Beginning in 1856, Whately began experiencing symptoms of decline, including paralysis of his left side, but he continued his public duties.

In the summer of 1863, Whately was prostrated by an ulcer in his leg; after several months of acute suffering, he died on 8 October 1863.

==Works==
Whately was a prolific writer, a successful expositor and Protestant apologist in works that ran to many editions and translations. His Elements of Logic (1826) was drawn from an article "Logic" in the Encyclopædia Metropolitana. The companion article on "Rhetoric" provided Elements of Rhetoric (1828). In these two works Whately introduced erotetic logic.
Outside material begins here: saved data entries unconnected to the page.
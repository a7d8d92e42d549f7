//! Domain entities and business rules

pub mod audio;
pub mod config;
pub mod deck;
pub mod dsp;
pub mod loops;
pub mod mixer;

// Re-export specific items to avoid ambiguous glob imports
pub use audio::{
    AudioEnumerator, AudioError, DecodedTrack, DeviceId, DeviceInfo, SampleRate, StreamConfig,
    Track, TrackId, TrackLibrary, CHANNELS,
};
pub use deck::{ChannelStrip, Deck, DeckControls, DeckId, EqBand};
pub use dsp::fx::{EffectName, FxChain};
pub use dsp::{hz_to_knob, knob_to_hz, BiquadCoeffs, BiquadFilter, SmoothedGain};
pub use loops::{BeatLength, LoopRegion, LoopScheduler, BPM_DEFAULT};
pub use mixer::{crossfader_factor, AnalysisTap, MixBus, Mixer};
//! Platform integration for the Tandem mixing engine
//!
//! Binds the core render graph to real audio output via CPAL and hosts the
//! spectrum analysis taps consumed by visualization frontends.

pub mod audio;
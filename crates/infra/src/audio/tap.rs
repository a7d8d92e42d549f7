//! Lock-free analysis tap between the render domain and visualization
//!
//! A split single-producer single-consumer ring buffer: the [`TapWriter`]
//! half lives inside the audio callback (via the core `AnalysisTap` trait)
//! and the [`TapReader`] half feeds the spectrum analyser. Uses crossbeam's
//! cache-padded counters to prevent false sharing between cores.
//!
//! Performance characteristics:
//! - Wait-free for both halves
//! - No allocations in the hot path
//! - Overwrite-latest semantics overall: the reader drains everything and
//!   keeps only the newest window, so a slow reader never backpressures
//!   the audio thread

use crossbeam::utils::CachePadded;
use std::cell::UnsafeCell;
use std::sync::atomic::{AtomicUsize, Ordering};
use std::sync::Arc;
use tandem_core::domain::mixer::AnalysisTap;

struct Shared {
    /// Buffer storage; the writer and reader touch disjoint index ranges
    buffer: UnsafeCell<Box<[f32]>>,
    /// Write position (cache-padded to prevent false sharing)
    write_pos: CachePadded<AtomicUsize>,
    /// Read position (cache-padded to prevent false sharing)
    read_pos: CachePadded<AtomicUsize>,
    /// Capacity (power of 2 for fast modulo)
    capacity: usize,
    mask: usize,
}

// SAFETY: single producer, single consumer. The writer only writes slots in
// [write_pos, write_pos + available_write) and the reader only reads slots
// in [read_pos, read_pos + available_read); the position atomics order the
// two ranges so they never overlap.
unsafe impl Sync for Shared {}
unsafe impl Send for Shared {}

/// Create a connected writer/reader pair
///
/// Capacity is rounded up to the next power of 2.
pub fn tap_pair(mut capacity: usize) -> (TapWriter, TapReader) {
    if !capacity.is_power_of_two() {
        capacity = capacity.next_power_of_two();
    }

    let shared = Arc::new(Shared {
        buffer: UnsafeCell::new(vec![0.0; capacity].into_boxed_slice()),
        write_pos: CachePadded::new(AtomicUsize::new(0)),
        read_pos: CachePadded::new(AtomicUsize::new(0)),
        capacity,
        mask: capacity - 1,
    });

    (
        TapWriter {
            shared: Arc::clone(&shared),
        },
        TapReader { shared },
    )
}

/// Producer half, owned by the render domain
pub struct TapWriter {
    shared: Arc<Shared>,
}

impl TapWriter {
    /// Write samples, returning how many fit
    ///
    /// Wait-free; samples that do not fit are dropped (the reader keeps
    /// only the latest window anyway).
    pub fn write(&mut self, samples: &[f32]) -> usize {
        let write_pos = self.shared.write_pos.load(Ordering::Acquire);
        let read_pos = self.shared.read_pos.load(Ordering::Acquire);

        // One slot kept empty to distinguish full from empty
        let available = if write_pos >= read_pos {
            self.shared.capacity - (write_pos - read_pos) - 1
        } else {
            read_pos - write_pos - 1
        };
        let to_write = samples.len().min(available);

        let buffer = unsafe { &mut *self.shared.buffer.get() };
        for (i, &sample) in samples[..to_write].iter().enumerate() {
            buffer[(write_pos + i) & self.shared.mask] = sample;
        }

        self.shared
            .write_pos
            .store(write_pos + to_write, Ordering::Release);

        to_write
    }
}

impl AnalysisTap for TapWriter {
    fn push(&mut self, interleaved: &[f32]) {
        self.write(interleaved);
    }
}

/// Consumer half, owned by the analysis side
pub struct TapReader {
    shared: Arc<Shared>,
}

impl TapReader {
    /// Read up to `out.len()` samples, returning how many were read
    pub fn read(&mut self, out: &mut [f32]) -> usize {
        let read_pos = self.shared.read_pos.load(Ordering::Acquire);
        let write_pos = self.shared.write_pos.load(Ordering::Acquire);

        let available = write_pos.wrapping_sub(read_pos);
        let to_read = out.len().min(available);

        let buffer = unsafe { &*self.shared.buffer.get() };
        for (i, slot) in out[..to_read].iter_mut().enumerate() {
            *slot = buffer[(read_pos + i) & self.shared.mask];
        }

        self.shared
            .read_pos
            .store(read_pos + to_read, Ordering::Release);

        to_read
    }

    /// Samples currently queued
    pub fn available(&self) -> usize {
        let read_pos = self.shared.read_pos.load(Ordering::Acquire);
        let write_pos = self.shared.write_pos.load(Ordering::Acquire);
        write_pos.wrapping_sub(read_pos)
    }

    pub fn is_empty(&self) -> bool {
        self.available() == 0
    }
}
In 1825 Whately published a series of Essays on Some of the Peculiarities of the Christian Religion, followed in 1828 by a second series On Some of the Difficulties in the Writings of St Paul, and in 1830 by a third On the Errors of Romanism Traced to Their Origin in Human Nature. In 1837 he wrote his handbook of Christian Evidences, which was translated during his lifetime into more than a dozen languages. In the Irish context, the Christian Evidences was adapted to a form acceptable to Catholic beliefs, with the help of James Carlile.

===Selective listing===
Whately's works included:

- 1819 Historic Doubts relative to Napoleon Buonaparte, a jeu d'ésprit directed against excessive scepticism as applied to the Gospel history.
- 1822 On the Use and Abuse of Party Spirit in Matters of Religion (Bampton Lectures)
- 1825 Essays on Some of the Peculiarities of the Christian Religion
- 1826 Elements of Logic
- 1828 Elements of Rhetoric
- 1828 On Some of the Difficulties in the Writings of St Paul
- 1830 On the Errors of Romanism Traced to Their Origin in Human Nature
- 1831 Introductory Lectures on Political Economy, 1st ed. (London: B. Fellowes). Eight lectures.
- 1832 Introductory Lectures on Political Economy, 2nd ed. (London: B. Fellowes). Nine lectures and appendix.
- 1832 A View of the Scripture Revelations Concerning a Future State, lectures advancing belief in Christian mortalism.
- 1832 Thoughts on the Sabbath
- 1836 Charges and Tracts
- 1833 Sermons on Various Subjects
- 1839 Essays on Some of the Dangers to Christian Faith
- 1841 The Kingdom of Christ
- 1845 onwards "Easy Lessons": On Reasoning, On Morals, On Mind, and On the British Constitution
- 1856 Introductory Lessons on Morals, and Christian Evidences

(Linked works are from Internet Archive)

===Editor===
- William Wake (1866) Treatises of Predestination
- Francis Bacon (1858) Bacon's Essays with Annotations, See Essays (Francis Bacon).
- William Paley: (1837) [1796] A View of the Evidences of Christianity, in three parts
- William Paley: Moral Philosophy

==Character==
Humphrey Lloyd told Caroline Fox that Whately's eccentric behaviour and body language was exacerbated in Dublin by a sycophantic circle of friends. He was a great talker, a wit, and loved punning. In Oxford his white hat, rough white coat, and huge white dog earned for him the sobriquet of the White Bear, and he exhibited the exploits of his climbing dog in Christ Church Meadow.

==Views==
A member of the loose group called the Oriel Noetics, Whately supported religious liberty, civil rights, and freedom of speech for dissenters, Roman Catholics, Jews, and even atheists. He took the line that the civil disabilities imposed on non-Anglicans made the state only nominally Christian, and supported disestablishment. He was a follower of Edward Copleston, regarded as the founder of the Noetics taken as apologists for the orthodoxy of the Church of England.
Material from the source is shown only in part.